By Norman Jameson
Like a good son, Carlyle Hayes calls his mother every day to say he loves her.
Unlike most good sons, Carlyle is 90 years old — and his mother is 112 and half.
Sina Hayes is thought to be the sixth oldest person in the United States, living at Brookridge Retirement Community in Winston-Salem, N.C. Carlyle lives in Fort Worth, Texas, 1,100 miles away and visits his mother four times a year. And calls her every day.
Until very recently, Sina could converse on the call. Now she is virtually deaf, but she knows when it’s Carlyle on the phone and she brightens immediately.
“I don’t want her to forget she is loved,” Carlyle said on a January visit to Winston-Salem. “My report to her, whether she hears it or not, is that ‘We love you. Everybody in Texas loves you.’ I want to hear her say she is feeling good.”

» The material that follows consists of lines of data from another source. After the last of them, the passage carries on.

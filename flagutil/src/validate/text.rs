//! Pass-through validator for plain strings.

use super::Validator;
use crate::FlagResult;

/// Accepts every substring unchanged, including empty ones.
#[derive(Debug, Clone, Copy, Default, PartialEq, Eq)]
pub struct PassThrough;

impl Validator for PassThrough {
    type Element = String;

    fn validate(raw: &str) -> FlagResult<String> {
        Ok(raw.to_owned())
    }
}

Despite infirmities that gripped her in just the past two months, Sina would say, as she always has, that “all my days are good.” Carlyle and Frankie, his wife of 66 years, believe Sina’s positive outlook is a big reason she continues to live.
“We’re ready for her to go, but she keeps hanging on,” he said. “Whenever the Lord is ready to take her, we’re ready.”
“I’m puzzled that she’s this age, but I still don’t think of her as old,” Carlyle said. “Frankie is concerned that I’m not turning her loose.”
Because of a strong economy, higher birth rate and immigration, America’s population is younger than other developed countries. But the population segments growing fastest are those that are oldest. People age 65 and over made up one-eighth (12.8 percent) of the population in 2009.
Said a reporter to Frankie, “You’re 88. Are you old?”
“Goodness, no.”
Her denial is based not on the calendar but on her view that being active and future thinking keeps you young.
Carlyle said, though, that the newspaper considers him old because any reference to someone in his 70s, describes him as “elderly.”
“Old is in the mind,” said Frankie.
For the record books
Still, no one would deny that Sina is old. At 112 and half — and they are counting the halfs, now — she is older than anyone else in the United States, save for five other people.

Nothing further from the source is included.